Communications error to 127.0.0.1#5335: timed out

Please follow the below template, it will help us to help you!

If you are Experiencing issues with a Pi-hole install that has non-standard elements (e.g you are using nginx instead of lighttpd, or there is some other aspect of your install that is customised) - please use the Community Help category.

Expected Behaviour:

Running pihole on an ubuntu 22.04 LXC in Proxmox. Using it as DNS with unbound ( installed using apt, as in the official docs of pihole ), and working pretty much ok, except that some domains are not being resolved.

Actual Behaviour:

Trying to investigate, I ran

dig plex.tv @127.0.0.1 -p 5335

and the return was:

;; communications error to 127.0.0.1#5335: timed out
;; communications error to 127.0.0.1#5335: timed out
;; communications error to 127.0.0.1#5335: timed out

; <<>> DiG 9.18.18-0ubuntu0.22.04.2-Ubuntu <<>> plex.tv @127.0.0.1 -p 5335
;; global options: +cmd
;; no servers could be reached

Further on, checked the unbound service and the result is:

* unbound.service - Unbound DNS server
     Loaded: loaded (/lib/systemd/system/unbound.service; enabled; vendor preset: enabled)
     Active: active (running) since Thu 2024-02-22 17:45:05 EET; 1 day 22h ago
       Docs: man:unbound(8)
    Process: 113 ExecStartPre=/usr/lib/unbound/package-helper chroot_setup (code=exited, status=0/SUCCESS)
    Process: 139 ExecStartPre=/usr/lib/unbound/package-helper root_trust_anchor_update (code=exited, status=0/SUCCESS)
    Process: 18587 ExecReload=/bin/kill -HUP $MAINPID (code=exited, status=0/SUCCESS)
   Main PID: 149 (unbound)
      Tasks: 1 (limit: 76799)
     Memory: 24.4M
        CPU: 27.769s
     CGroup: /system.slice/unbound.service
             `-149 /usr/sbin/unbound -d -p

Debug Token:

https://tricorder.pi-hole.net/Lq6MAzI1/

Please, any advise would help!

What machine was that dig command run from?

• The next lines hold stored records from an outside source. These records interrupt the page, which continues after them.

//! Host-level configuration: binary resolution, data/cache/geoip paths, and
//! the argv the supervisor (C9) hands to `tor`. The tor *protocol*
//! configuration (`Config`/`Setting`, with the port-collision normalization)
//! lives in [`tor_ctl::Config`]; this module is purely about what this
//! process needs on disk and on the command line to start one.

use std::ffi::OsString;
use std::path::{Path, PathBuf};

use crate::error::RuntimeError;

pub const TOR_BINARY_ENV: &str = "TOR_BINARY";

/// Resolves the tor binary: an explicit override, else `TOR_BINARY`, else
/// bare `tor` resolved against `PATH` by the OS at spawn time.
pub fn default_binary_path() -> PathBuf {
    std::env::var_os(TOR_BINARY_ENV)
        .map(PathBuf::from)
        .unwrap_or_else(|| PathBuf::from("tor"))
}

/// Host-level paths and process-identity knobs the Runtime Manager needs to
/// spawn tor, independent of the tor configuration settings themselves.
#[derive(Debug, Clone)]
pub struct HostPaths {
    pub data_directory: PathBuf,
    pub cache_directory: PathBuf,
    pub geoip_file: PathBuf,
    pub geoip6_file: PathBuf,
}

/// Installs (creates, if missing) the directories/files tor needs before it
/// is spawned. Kept behind a trait so tests and embedders that ship their
/// own geoip files can substitute a no-op or a resource-extracting
/// implementation without touching the action processor.
pub trait ResourceProvider: Send + Sync {
    fn install(&self) -> Result<HostPaths, RuntimeError>;
}

/// Creates `data_directory`/`cache_directory` if missing and requires the
/// geoip files to already exist at the given paths (this crate does not ship
/// or download geoip databases; packaging them is out of scope, per §1).
pub struct DefaultResourceProvider {
    paths: HostPaths,
}

impl DefaultResourceProvider {
    pub fn new(paths: HostPaths) -> Self {
        Self { paths }
    }
}

impl ResourceProvider for DefaultResourceProvider {
    fn install(&self) -> Result<HostPaths, RuntimeError> {
        std::fs::create_dir_all(&self.paths.data_directory).map_err(|source| RuntimeError::Config {
            detail: format!(
                "could not create data directory {}: {source}",
                self.paths.data_directory.display()
            ),
        })?;
        std::fs::create_dir_all(&self.paths.cache_directory).map_err(|source| RuntimeError::Config {
            detail: format!(
                "could not create cache directory {}: {source}",
                self.paths.cache_directory.display()
            ),
        })?;
        for (label, path) in [
            ("GeoIPFile", &self.paths.geoip_file),
            ("GeoIPv6File", &self.paths.geoip6_file),
        ] {
            if !path.exists() {
                return Err(RuntimeError::Config {
                    detail: format!("{label} not found at {}", path.display()),
                });
            }
        }
        Ok(self.paths.clone())
    }
}

/// Where the control port should listen, independent of how it's phrased on
/// the wire (`auto`, `unix:path`, or an explicit TCP port).
#[derive(Debug, Clone, Eq, PartialEq)]
pub enum ControlPortSpec {
    Auto,
    Tcp(u16),
    Unix(PathBuf),
}

impl ControlPortSpec {
    fn argv_value(&self) -> OsString {
        match self {
            ControlPortSpec::Auto => OsString::from("auto"),
            ControlPortSpec::Tcp(port) => OsString::from(port.to_string()),
            ControlPortSpec::Unix(path) => {
                let mut value = OsString::from("unix:");
                value.push(path.as_os_str());
                value
            }
        }
    }
}

/// Where the SOCKS port should listen; `Disabled` maps to `SocksPort 0`.
#[derive(Debug, Clone, Eq, PartialEq)]
pub enum SocksPortSpec {
    Auto,
    Disabled,
    Tcp(u16),
    Unix(PathBuf),
}

impl SocksPortSpec {
    fn argv_value(&self) -> OsString {
        match self {
            SocksPortSpec::Auto => OsString::from("auto"),
            SocksPortSpec::Disabled => OsString::from("0"),
            SocksPortSpec::Tcp(port) => OsString::from(port.to_string()),
            SocksPortSpec::Unix(path) => {
                let mut value = OsString::from("unix:");
                value.push(path.as_os_str());
                value
            }
        }
    }
}

/// Builds the argv §6 requires for the initial spawn: directories, geoip
/// files, the control/socks port directives, and the flags that keep tor a
/// foreground, network-disabled, owned child process until the Action
/// Processor finishes its startup sequence.
///
/// `--ControlPortWriteToFile` is always passed, even for an explicit
/// `ControlPortSpec`, so [`crate::port_file`] has exactly one discovery path
/// regardless of whether the port was `auto` or fixed.
pub fn build_argv(
    paths: &HostPaths,
    control_port: &ControlPortSpec,
    socks_port: &SocksPortSpec,
    control_port_file: &Path,
    owning_pid: u32,
) -> Vec<OsString> {
    fn flag(name: &str, value: impl Into<OsString>) -> [OsString; 2] {
        [OsString::from(name), value.into()]
    }

    let mut argv = Vec::new();
    argv.extend(flag("--DataDirectory", paths.data_directory.as_os_str()));
    argv.extend(flag("--CacheDirectory", paths.cache_directory.as_os_str()));
    argv.extend(flag("--GeoIPFile", paths.geoip_file.as_os_str()));
    argv.extend(flag("--GeoIPv6File", paths.geoip6_file.as_os_str()));
    argv.extend(flag("--ControlPort", control_port.argv_value()));
    argv.extend(flag("--ControlPortWriteToFile", control_port_file.as_os_str()));
    argv.extend(flag("--SocksPort", socks_port.argv_value()));
    argv.extend(flag("--DisableNetwork", "1"));
    argv.extend(flag("--RunAsDaemon", "0"));
    argv.extend(flag("--__OwningControllerProcess", owning_pid.to_string()));
    argv
}

pub fn cookie_auth_path(data_directory: &Path) -> PathBuf {
    data_directory.join("control_auth_cookie")
}

#[cfg(test)]
mod tests {
    use super::*;

    #[test]
    fn argv_includes_required_flags_in_order() {
        let paths = HostPaths {
            data_directory: PathBuf::from("/tmp/data"),
            cache_directory: PathBuf::from("/tmp/cache"),
            geoip_file: PathBuf::from("/tmp/geoip"),
            geoip6_file: PathBuf::from("/tmp/geoip6"),
        };
        let port_file = PathBuf::from("/tmp/data/control_port");
        let argv = build_argv(&paths, &ControlPortSpec::Auto, &SocksPortSpec::Tcp(9150), &port_file, 4242);
        let joined: Vec<String> = argv.into_iter().map(|s| s.to_string_lossy().into_owned()).collect();
        assert_eq!(
            joined,
            vec![
                "--DataDirectory",
                "/tmp/data",
                "--CacheDirectory",
                "/tmp/cache",
                "--GeoIPFile",
                "/tmp/geoip",
                "--GeoIPv6File",
                "/tmp/geoip6",
                "--ControlPort",
                "auto",
                "--ControlPortWriteToFile",
                "/tmp/data/control_port",
                "--SocksPort",
                "9150",
                "--DisableNetwork",
                "1",
                "--RunAsDaemon",
                "0",
                "--__OwningControllerProcess",
                "4242",
            ]
        );
    }

    #[test]
    fn unix_socket_specs_are_prefixed() {
        let spec = ControlPortSpec::Unix(PathBuf::from("/tmp/ctl.sock"));
        assert_eq!(spec.argv_value(), OsString::from("unix:/tmp/ctl.sock"));
    }

    #[test]
    fn socks_disabled_maps_to_zero() {
        assert_eq!(SocksPortSpec::Disabled.argv_value(), OsString::from("0"));
    }
}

Run from your Pi-hole host machine, please share the output of:

sudo unbound-checkconf
sudo grep -v '#\|^$' -R /etc/unbound/unbound.conf.d

this outputs:

unbound-checkconf: no errors in /etc/unbound/unbound.conf

output of sudo grep -v '#\|^$' -R /etc/unbound/unbound.conf.d:

/etc/unbound/unbound.conf.d/root-auto-trust-anchor-file.conf:server:
/etc/unbound/unbound.conf.d/root-auto-trust-anchor-file.conf:    auto-trust-anchor-file: "/var/lib/unbound/root.key"
/etc/unbound/unbound.conf.d/pi-hole.conf:server:
/etc/unbound/unbound.conf.d/pi-hole.conf:    verbosity: 0
/etc/unbound/unbound.conf.d/pi-hole.conf:    interface: 127.0.0.1
/etc/unbound/unbound.conf.d/pi-hole.conf:    port: 5335
/etc/unbound/unbound.conf.d/pi-hole.conf:    do-ip4: yes
/etc/unbound/unbound.conf.d/pi-hole.conf:    do-udp: yes
/etc/unbound/unbound.conf.d/pi-hole.conf:    do-tcp: yes
/etc/unbound/unbound.conf.d/pi-hole.conf:    do-ip6: no
/etc/unbound/unbound.conf.d/pi-hole.conf:    prefer-ip6: no
/etc/unbound/unbound.conf.d/pi-hole.conf:    root-hints: "/var/lib/unbound/root.hints"
/etc/unbound/unbound.conf.d/pi-hole.conf:    harden-glue: yes
/etc/unbound/unbound.conf.d/pi-hole.conf:    harden-dnssec-stripped: yes
/etc/unbound/unbound.conf.d/pi-hole.conf:    use-caps-for-id: no
/etc/unbound/unbound.conf.d/pi-hole.conf:    edns-buffer-size: 1232
/etc/unbound/unbound.conf.d/pi-hole.conf:    prefetch: yes
/etc/unbound/unbound.conf.d/pi-hole.conf:    num-threads: 1
/etc/unbound/unbound.conf.d/pi-hole.conf:    so-rcvbuf: 1m
/etc/unbound/unbound.conf.d/pi-hole.conf:    private-address: 192.168.0.0/16
/etc/unbound/unbound.conf.d/pi-hole.conf:    private-address: 169.254.0.0/16
/etc/unbound/unbound.conf.d/pi-hole.conf:    private-address: 172.16.0.0/12
/etc/unbound/unbound.conf.d/pi-hole.conf:    private-address: 10.0.0.0/8
/etc/unbound/unbound.conf.d/pi-hole.conf:    private-address: fd00::/8
/etc/unbound/unbound.conf.d/pi-hole.conf:    private-address: fe80::/10

dig command was run on the same host as the pihole and unbound.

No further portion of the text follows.